Online religious services are gaining a young audience, according to a new survey. In a recent survey, more than a third of respondents aged 18-34 said they had “watched or listened to a religious service since lockdown.” This compares to one in five (19 per cent) of respondents over the age of 55.
The survey, conducted by market research company Savanta ComRes last month, also that reported one third of the 2,101 interview subjects said that they prayed since the Coronavirus (Covid-19) outbreak because they believe “prayer makes a difference.” Almost one quarter (24 per cent) answered that they had prayed “to gain comfort or feel less lonely.”
The survey confirms a wider trend for prayer and worship during these uncertain times.

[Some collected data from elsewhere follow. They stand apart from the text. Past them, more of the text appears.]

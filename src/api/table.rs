//! # API de Mesas
//!
//! Alta, edición, baja y previsualización de mesas sobre el plano del
//! restaurante. Toda mutación de geometría pasa por el mismo validador
//! puro del núcleo ([`validate_region`]), tanto la previsualización del
//! arrastre en el editor de plano como el alta definitiva: el invariante
//! es que dos mesas del mismo restaurante nunca comparten celda.

use actix_web::{delete, get, post, put, web, HttpRequest, HttpResponse, Responder};
use mongodb::bson::{doc, oid::ObjectId, to_bson};
use serde::{Deserialize, Serialize};

use super::reservation::extract_token;
use super::restaurant::restaurante_por_token;
use super::{AppError, AppResult};
use crate::core::{validate_region, Region};
use crate::db::{Mesa, MongoRepo};

#[derive(Deserialize)]
struct NewTable {
    /// Número de mesa, único por restaurante e inmutable
    numero: i32,
    capacidad: i32,
    region: Region,
}

/// Edición de una mesa; los campos ausentes no se tocan
///
/// El número no aparece: es inmutable tras el alta.
#[derive(Deserialize)]
struct UpdateTable {
    capacidad: Option<i32>,
    region: Option<Region>,
    disponible: Option<bool>,
}

/// Región candidata para previsualizar en el editor de plano
#[derive(Deserialize)]
struct PreviewRegion {
    region: Region,
    /// Al arrastrar una mesa existente, su propia región no cuenta
    excluir_mesa: Option<String>,
}

#[derive(Serialize)]
struct TableResponse {
    id: String,
    numero: i32,
    capacidad: i32,
    region: Region,
    disponible: bool,
}

impl From<Mesa> for TableResponse {
    fn from(mesa: Mesa) -> Self {
        TableResponse {
            id: mesa.id.unwrap().to_hex(),
            numero: mesa.numero,
            capacidad: mesa.capacidad,
            region: mesa.region,
            disponible: mesa.disponible,
        }
    }
}

/// Regiones ocupadas del restaurante, excluyendo opcionalmente una mesa
///
/// Al mover una mesa, su propia región previa no cuenta como ocupada.
pub(super) async fn regiones_ocupadas(
    repo: &MongoRepo,
    id_restaurante: ObjectId,
    excluir: Option<ObjectId>,
) -> AppResult<Vec<Region>> {
    let mut filter = doc! { "id_restaurante": id_restaurante };
    if let Some(id) = excluir {
        filter.insert("_id", doc! { "$ne": id });
    }

    let mut cursor = repo
        .mesas()
        .find(filter)
        .await
        .map_err(|e| AppError::database("find_mesas_regiones", e))?;

    let mut regiones = Vec::new();

    while cursor.advance().await.map_err(|e| AppError::database("mesas_cursor", e))? {
        let mesa: Mesa = cursor
            .deserialize_current()
            .map_err(|e| AppError::Internal(format!("Error deserializando mesa: {}", e)))?;
        regiones.push(mesa.region);
    }

    Ok(regiones)
}

/// Da de alta una mesa nueva en el plano
///
/// La región candidata se valida contra la cuadrícula del restaurante y
/// contra todas las regiones ya ocupadas antes de insertar.
///
/// # Errores
/// - `400 Bad Request`: Capacidad no positiva o región fuera del plano
/// - `401 Unauthorized`: Token inválido
/// - `409 Conflict`: Número de mesa repetido o región solapada
#[post("/tables")]
async fn create_table(
    repo: web::Data<MongoRepo>,
    data: web::Json<NewTable>,
    req: HttpRequest,
) -> AppResult<impl Responder> {
    let token = extract_token(&req)?;
    let restaurante = restaurante_por_token(repo.get_ref(), &token).await?;
    let id_restaurante = restaurante.id.unwrap();

    if data.capacidad <= 0 {
        return Err(AppError::Validation("La capacidad debe ser mayor a 0".to_string()));
    }

    let duplicada = repo
        .mesas()
        .find_one(doc! { "id_restaurante": id_restaurante, "numero": data.numero })
        .await
        .map_err(|e| AppError::database("check_numero_mesa", e))?;

    if duplicada.is_some() {
        return Err(AppError::Conflict(format!(
            "Ya existe la mesa número {} en este restaurante",
            data.numero
        )));
    }

    let ocupadas = regiones_ocupadas(repo.get_ref(), id_restaurante, None).await?;
    validate_region(restaurante.plano(), &ocupadas, data.region)?;

    let mesa = Mesa {
        id: None,
        id_restaurante,
        numero: data.numero,
        capacidad: data.capacidad,
        region: data.region,
        disponible: true,
        created_at: MongoRepo::current_timestamp(),
    };

    let result = repo
        .mesas()
        .insert_one(mesa)
        .await
        .map_err(|e| AppError::database("insert_mesa", e))?;

    Ok(HttpResponse::Ok().json(serde_json::json!({
        "message": "Mesa creada correctamente",
        "id": result.inserted_id.as_object_id().unwrap().to_hex(),
    })))
}

/// Valida una región candidata sin escribir nada
///
/// Lo usa el editor de plano durante el arrastre, con la misma función de
/// decisión que el alta definitiva. Responde 200 con `{"valida": true}` o
/// el mismo error 400/409 que devolvería el alta.
#[post("/tables/preview")]
async fn preview_region(
    repo: web::Data<MongoRepo>,
    data: web::Json<PreviewRegion>,
    req: HttpRequest,
) -> AppResult<impl Responder> {
    let token = extract_token(&req)?;
    let restaurante = restaurante_por_token(repo.get_ref(), &token).await?;
    let id_restaurante = restaurante.id.unwrap();

    let excluir = match &data.excluir_mesa {
        Some(id) => Some(
            ObjectId::parse_str(id)
                .map_err(|_| AppError::Validation("ID de mesa inválido".to_string()))?,
        ),
        None => None,
    };

    let ocupadas = regiones_ocupadas(repo.get_ref(), id_restaurante, excluir).await?;
    validate_region(restaurante.plano(), &ocupadas, data.region)?;

    Ok(HttpResponse::Ok().json(serde_json::json!({ "valida": true })))
}

/// Lista las mesas del restaurante autenticado
#[get("/tables")]
async fn get_tables(repo: web::Data<MongoRepo>, req: HttpRequest) -> AppResult<impl Responder> {
    let token = extract_token(&req)?;
    let restaurante = restaurante_por_token(repo.get_ref(), &token).await?;

    let mut cursor = repo
        .mesas()
        .find(doc! { "id_restaurante": restaurante.id.unwrap() })
        .await
        .map_err(|e| AppError::database("find_mesas", e))?;

    let mut results = Vec::new();

    while cursor.advance().await.map_err(|e| AppError::database("mesas_cursor", e))? {
        let mesa = cursor
            .deserialize_current()
            .map_err(|e| AppError::Internal(format!("Error deserializando mesa: {}", e)))?;
        results.push(TableResponse::from(mesa));
    }

    Ok(HttpResponse::Ok().json(results))
}

/// Edita capacidad, región o disponibilidad de una mesa
///
/// Si cambia la región, se revalida contra el resto del plano excluyendo
/// la región previa de esta misma mesa. La bandera `disponible` es el
/// override manual del operador y no toca las reservas existentes.
#[put("/tables/{id}")]
async fn update_table(
    repo: web::Data<MongoRepo>,
    path: web::Path<String>,
    data: web::Json<UpdateTable>,
    req: HttpRequest,
) -> AppResult<impl Responder> {
    let token = extract_token(&req)?;
    let restaurante = restaurante_por_token(repo.get_ref(), &token).await?;
    let id_restaurante = restaurante.id.unwrap();

    let id_mesa = ObjectId::parse_str(&path.into_inner())
        .map_err(|_| AppError::Validation("ID de mesa inválido".to_string()))?;

    let mesa = repo
        .mesas()
        .find_one(doc! { "_id": id_mesa, "id_restaurante": id_restaurante })
        .await
        .map_err(|e| AppError::database("find_mesa", e))?
        .ok_or(AppError::NotFound("Mesa no encontrada".to_string()))?;

    let mut cambios = doc! {};

    if let Some(capacidad) = data.capacidad {
        if capacidad <= 0 {
            return Err(AppError::Validation("La capacidad debe ser mayor a 0".to_string()));
        }
        cambios.insert("capacidad", capacidad);
    }

    if let Some(region) = data.region {
        if region != mesa.region {
            let ocupadas =
                regiones_ocupadas(repo.get_ref(), id_restaurante, Some(id_mesa)).await?;
            validate_region(restaurante.plano(), &ocupadas, region)?;
        }
        let region = to_bson(&region)
            .map_err(|e| AppError::Internal(format!("Error serializando región: {}", e)))?;
        cambios.insert("region", region);
    }

    if let Some(disponible) = data.disponible {
        cambios.insert("disponible", disponible);
    }

    if cambios.is_empty() {
        return Err(AppError::Validation("No hay cambios que aplicar".to_string()));
    }

    repo.mesas()
        .update_one(doc! { "_id": id_mesa }, doc! { "$set": cambios })
        .await
        .map_err(|e| AppError::database("update_mesa", e))?;

    Ok(HttpResponse::Ok().json(serde_json::json!({
        "message": "Mesa actualizada correctamente",
        "id": id_mesa.to_hex(),
    })))
}

/// Elimina una mesa del plano
///
/// Se rechaza mientras exista una reserva activa que la referencie; las
/// reservas terminales no bloquean la baja.
#[delete("/tables/{id}")]
async fn delete_table(
    repo: web::Data<MongoRepo>,
    path: web::Path<String>,
    req: HttpRequest,
) -> AppResult<impl Responder> {
    let token = extract_token(&req)?;
    let restaurante = restaurante_por_token(repo.get_ref(), &token).await?;
    let id_restaurante = restaurante.id.unwrap();

    let id_mesa = ObjectId::parse_str(&path.into_inner())
        .map_err(|_| AppError::Validation("ID de mesa inválido".to_string()))?;

    let activa = repo
        .reservas()
        .find_one(doc! { "id_mesa": id_mesa, "estado": "reservada" })
        .await
        .map_err(|e| AppError::database("check_reservas_activas", e))?;

    if activa.is_some() {
        return Err(AppError::Conflict(
            "La mesa tiene reservas activas y no se puede eliminar".to_string(),
        ));
    }

    let result = repo
        .mesas()
        .delete_one(doc! { "_id": id_mesa, "id_restaurante": id_restaurante })
        .await
        .map_err(|e| AppError::database("delete_mesa", e))?;

    if result.deleted_count == 0 {
        return Err(AppError::NotFound("Mesa no encontrada".to_string()));
    }

    Ok(HttpResponse::Ok().json(serde_json::json!({
        "message": "Mesa eliminada correctamente",
        "id": id_mesa.to_hex(),
    })))
}

pub fn routes(cfg: &mut web::ServiceConfig) {
    cfg.service(create_table);
    cfg.service(preview_region);
    cfg.service(get_tables);
    cfg.service(update_table);
    cfg.service(delete_table);
}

Over half a million people attempted to watch the Rededication of England to Mary online, causing the Walsingham website to crash. At the time, Mgr John Armitage said in his homily that bishops “could never have foreseen the extent of our need at this time.” He added, “In the face of the peril that we find ourselves in today, in addition to the physical resilience we need to protect ourselves, a stronger spiritual resilience will be needed to survive the ordeal ahead.”
Google has reported a surge in searches for the word “prayer,” with searches doubling for every 80,000 new cases of Covid-19 globally. In April, the Church of England launched a free telephone hotline for daily hymns, prayers and reflections. Daily Hope, which is open 24 hours a day, reported over 6,000 calls within its first day.
In response to the ComRes survey, Professor Stephen Bullivant says that the findings are “not wholly surprising, given everyone’s anxiety at the moment, and indeed a much higher-than-usual number of people in fear for their and their loved ones’ lives.” However, he warns that while the survey is “interesting and encouraging,” some reports are “overblown” and that there is evidence to suggest the proportion of people who prayed before the lockdown and now don’t is almost equal to those who did not pray before and now do.
The rise in people seeking solace in prayer reflects trends in the Middle Ages. Academics have suggested that the Hail Mary prayer was altered in the fourteenth century, with “pray for us sinners now, and at the hour of our death” being added at the time of the Plague. Marian historian Father Donald H. Calloway, states in his book Champions of the Rosary, that “the people of the 14th century greatly needed the ‘hope-filled’ dimension of the second half of the Hail Mary prayer.”